WHAT THE TASK REQUIRES
The required answer is every line of the data containing the word "FailureClass".

DATA FOR PROCESSING
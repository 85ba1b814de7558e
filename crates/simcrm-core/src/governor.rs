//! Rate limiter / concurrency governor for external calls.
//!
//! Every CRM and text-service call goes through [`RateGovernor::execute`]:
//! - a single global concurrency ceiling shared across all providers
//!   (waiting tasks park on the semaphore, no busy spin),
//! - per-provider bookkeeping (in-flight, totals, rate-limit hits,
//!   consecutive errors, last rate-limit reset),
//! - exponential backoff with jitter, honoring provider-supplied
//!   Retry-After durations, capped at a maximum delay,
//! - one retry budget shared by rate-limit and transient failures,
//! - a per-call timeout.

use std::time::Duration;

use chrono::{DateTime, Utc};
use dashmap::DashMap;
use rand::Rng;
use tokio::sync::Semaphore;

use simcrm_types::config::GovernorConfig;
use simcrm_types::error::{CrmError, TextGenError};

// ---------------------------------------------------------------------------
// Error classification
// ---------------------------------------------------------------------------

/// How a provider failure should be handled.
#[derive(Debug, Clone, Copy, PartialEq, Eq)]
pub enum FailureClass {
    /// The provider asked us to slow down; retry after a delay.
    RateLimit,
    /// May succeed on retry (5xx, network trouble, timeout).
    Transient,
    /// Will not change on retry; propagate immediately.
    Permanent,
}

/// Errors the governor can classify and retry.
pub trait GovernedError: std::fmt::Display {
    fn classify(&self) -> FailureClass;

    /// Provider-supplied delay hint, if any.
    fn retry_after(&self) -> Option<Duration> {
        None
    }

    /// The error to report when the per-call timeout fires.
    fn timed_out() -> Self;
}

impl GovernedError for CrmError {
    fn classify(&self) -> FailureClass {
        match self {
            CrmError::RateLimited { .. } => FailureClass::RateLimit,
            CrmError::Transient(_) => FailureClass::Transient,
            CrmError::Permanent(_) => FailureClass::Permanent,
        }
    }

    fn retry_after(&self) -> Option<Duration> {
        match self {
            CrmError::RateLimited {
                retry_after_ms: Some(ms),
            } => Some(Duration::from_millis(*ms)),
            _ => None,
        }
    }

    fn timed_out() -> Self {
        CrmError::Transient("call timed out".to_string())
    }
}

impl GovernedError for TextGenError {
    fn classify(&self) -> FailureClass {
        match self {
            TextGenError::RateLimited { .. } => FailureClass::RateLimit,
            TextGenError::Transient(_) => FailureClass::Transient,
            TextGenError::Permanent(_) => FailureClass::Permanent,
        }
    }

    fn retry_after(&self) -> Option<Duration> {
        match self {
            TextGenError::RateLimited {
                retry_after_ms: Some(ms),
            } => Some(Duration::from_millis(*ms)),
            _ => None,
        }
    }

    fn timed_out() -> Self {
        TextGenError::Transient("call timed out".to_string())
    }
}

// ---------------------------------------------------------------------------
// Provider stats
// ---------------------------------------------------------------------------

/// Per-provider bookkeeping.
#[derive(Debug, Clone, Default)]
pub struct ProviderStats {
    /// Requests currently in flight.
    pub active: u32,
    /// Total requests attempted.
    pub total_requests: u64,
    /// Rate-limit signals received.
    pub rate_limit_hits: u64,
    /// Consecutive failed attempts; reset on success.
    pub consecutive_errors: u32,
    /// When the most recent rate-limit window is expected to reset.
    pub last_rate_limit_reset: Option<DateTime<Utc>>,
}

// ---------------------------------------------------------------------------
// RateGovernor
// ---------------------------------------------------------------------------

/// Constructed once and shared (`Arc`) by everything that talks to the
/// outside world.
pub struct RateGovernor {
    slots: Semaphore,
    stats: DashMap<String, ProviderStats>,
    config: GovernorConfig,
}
--
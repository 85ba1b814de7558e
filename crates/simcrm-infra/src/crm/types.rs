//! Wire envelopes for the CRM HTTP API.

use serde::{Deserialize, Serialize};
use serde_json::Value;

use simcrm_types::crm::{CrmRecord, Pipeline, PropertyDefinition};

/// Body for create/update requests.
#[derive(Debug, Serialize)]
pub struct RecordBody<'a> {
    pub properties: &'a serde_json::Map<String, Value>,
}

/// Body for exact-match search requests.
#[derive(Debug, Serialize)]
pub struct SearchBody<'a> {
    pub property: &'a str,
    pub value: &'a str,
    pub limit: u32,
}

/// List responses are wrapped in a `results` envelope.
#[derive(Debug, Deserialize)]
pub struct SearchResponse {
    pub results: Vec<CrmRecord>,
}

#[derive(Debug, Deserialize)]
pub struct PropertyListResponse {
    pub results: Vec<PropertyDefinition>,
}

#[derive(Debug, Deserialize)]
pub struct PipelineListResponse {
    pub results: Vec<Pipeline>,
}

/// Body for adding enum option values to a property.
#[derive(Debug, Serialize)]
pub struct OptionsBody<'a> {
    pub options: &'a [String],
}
* * *
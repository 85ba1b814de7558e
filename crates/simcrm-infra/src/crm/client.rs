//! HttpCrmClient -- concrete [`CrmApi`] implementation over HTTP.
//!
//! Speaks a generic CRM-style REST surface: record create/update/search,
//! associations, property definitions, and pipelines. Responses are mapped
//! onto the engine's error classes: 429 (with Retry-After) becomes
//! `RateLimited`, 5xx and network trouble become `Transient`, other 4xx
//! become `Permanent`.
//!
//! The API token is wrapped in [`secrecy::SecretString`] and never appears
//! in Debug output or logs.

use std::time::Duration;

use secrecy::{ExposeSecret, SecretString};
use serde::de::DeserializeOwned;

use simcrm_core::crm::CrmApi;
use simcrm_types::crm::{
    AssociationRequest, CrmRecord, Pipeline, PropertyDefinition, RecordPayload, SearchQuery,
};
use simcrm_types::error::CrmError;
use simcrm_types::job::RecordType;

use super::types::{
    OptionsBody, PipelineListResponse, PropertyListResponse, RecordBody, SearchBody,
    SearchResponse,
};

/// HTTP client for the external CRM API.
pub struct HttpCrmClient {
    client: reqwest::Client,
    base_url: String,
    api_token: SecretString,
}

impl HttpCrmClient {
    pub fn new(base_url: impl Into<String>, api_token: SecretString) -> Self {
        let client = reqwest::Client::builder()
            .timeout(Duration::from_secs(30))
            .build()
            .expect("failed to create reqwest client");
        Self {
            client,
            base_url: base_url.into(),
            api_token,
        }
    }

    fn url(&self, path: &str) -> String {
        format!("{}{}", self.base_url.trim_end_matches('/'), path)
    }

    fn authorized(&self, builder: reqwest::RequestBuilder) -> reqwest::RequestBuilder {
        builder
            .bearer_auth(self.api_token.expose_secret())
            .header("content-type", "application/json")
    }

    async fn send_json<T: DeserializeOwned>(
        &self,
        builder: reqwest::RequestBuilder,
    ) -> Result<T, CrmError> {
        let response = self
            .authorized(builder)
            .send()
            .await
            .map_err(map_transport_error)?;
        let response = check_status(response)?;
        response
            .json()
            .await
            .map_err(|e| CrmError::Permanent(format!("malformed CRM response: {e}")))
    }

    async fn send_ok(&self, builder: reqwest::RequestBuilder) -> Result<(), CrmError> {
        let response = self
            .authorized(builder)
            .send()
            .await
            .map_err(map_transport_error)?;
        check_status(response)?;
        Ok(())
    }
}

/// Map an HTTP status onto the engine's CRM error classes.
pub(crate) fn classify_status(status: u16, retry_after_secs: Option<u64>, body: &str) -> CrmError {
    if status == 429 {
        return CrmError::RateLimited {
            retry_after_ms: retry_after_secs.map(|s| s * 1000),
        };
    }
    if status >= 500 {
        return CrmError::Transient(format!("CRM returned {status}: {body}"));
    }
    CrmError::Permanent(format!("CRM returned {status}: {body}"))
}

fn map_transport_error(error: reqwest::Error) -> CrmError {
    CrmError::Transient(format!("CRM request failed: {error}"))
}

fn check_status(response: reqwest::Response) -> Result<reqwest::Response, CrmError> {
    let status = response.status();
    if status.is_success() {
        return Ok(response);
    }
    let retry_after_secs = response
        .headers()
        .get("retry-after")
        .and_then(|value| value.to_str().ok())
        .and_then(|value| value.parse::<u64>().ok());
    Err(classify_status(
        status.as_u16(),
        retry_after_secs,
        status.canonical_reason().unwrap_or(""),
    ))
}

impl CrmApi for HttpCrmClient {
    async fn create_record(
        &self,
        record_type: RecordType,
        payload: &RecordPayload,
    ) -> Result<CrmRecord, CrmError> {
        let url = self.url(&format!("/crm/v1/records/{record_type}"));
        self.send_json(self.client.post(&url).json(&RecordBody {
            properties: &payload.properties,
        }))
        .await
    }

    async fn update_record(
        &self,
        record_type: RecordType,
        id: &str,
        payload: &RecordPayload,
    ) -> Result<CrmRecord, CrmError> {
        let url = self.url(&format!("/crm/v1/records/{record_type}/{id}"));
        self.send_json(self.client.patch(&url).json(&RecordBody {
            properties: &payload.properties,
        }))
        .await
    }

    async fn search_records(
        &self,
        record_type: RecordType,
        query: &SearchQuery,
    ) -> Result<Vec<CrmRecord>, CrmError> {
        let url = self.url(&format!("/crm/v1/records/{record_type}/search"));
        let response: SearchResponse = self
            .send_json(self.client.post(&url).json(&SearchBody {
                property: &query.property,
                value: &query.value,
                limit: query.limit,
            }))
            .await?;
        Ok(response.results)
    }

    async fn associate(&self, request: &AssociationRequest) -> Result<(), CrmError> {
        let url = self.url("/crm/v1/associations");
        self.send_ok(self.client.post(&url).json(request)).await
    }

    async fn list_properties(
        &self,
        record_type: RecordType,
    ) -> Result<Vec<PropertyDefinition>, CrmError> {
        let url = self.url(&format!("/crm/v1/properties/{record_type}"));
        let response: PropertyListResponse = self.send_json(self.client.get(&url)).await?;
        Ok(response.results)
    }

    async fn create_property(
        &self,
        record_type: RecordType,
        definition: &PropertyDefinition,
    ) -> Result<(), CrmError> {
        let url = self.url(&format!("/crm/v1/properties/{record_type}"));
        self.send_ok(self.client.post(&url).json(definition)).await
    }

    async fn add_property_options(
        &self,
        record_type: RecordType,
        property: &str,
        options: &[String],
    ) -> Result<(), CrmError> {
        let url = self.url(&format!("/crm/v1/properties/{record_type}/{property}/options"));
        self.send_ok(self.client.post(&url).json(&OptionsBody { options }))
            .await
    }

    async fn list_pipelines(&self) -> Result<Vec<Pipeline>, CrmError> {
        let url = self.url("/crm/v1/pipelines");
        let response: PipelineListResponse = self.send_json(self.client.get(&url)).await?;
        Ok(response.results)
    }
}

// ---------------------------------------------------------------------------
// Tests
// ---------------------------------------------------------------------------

SOLUTION FOR THIS PROBLEM
pub enum FailureClass {
    fn classify(&self) -> FailureClass;
    fn classify(&self) -> FailureClass {
            CrmError::RateLimited { .. } => FailureClass::RateLimit,
            CrmError::Transient(_) => FailureClass::Transient,
            CrmError::Permanent(_) => FailureClass::Permanent,
    fn classify(&self) -> FailureClass {
            TextGenError::RateLimited { .. } => FailureClass::RateLimit,
            TextGenError::Transient(_) => FailureClass::Transient,
            TextGenError::Permanent(_) => FailureClass::Permanent,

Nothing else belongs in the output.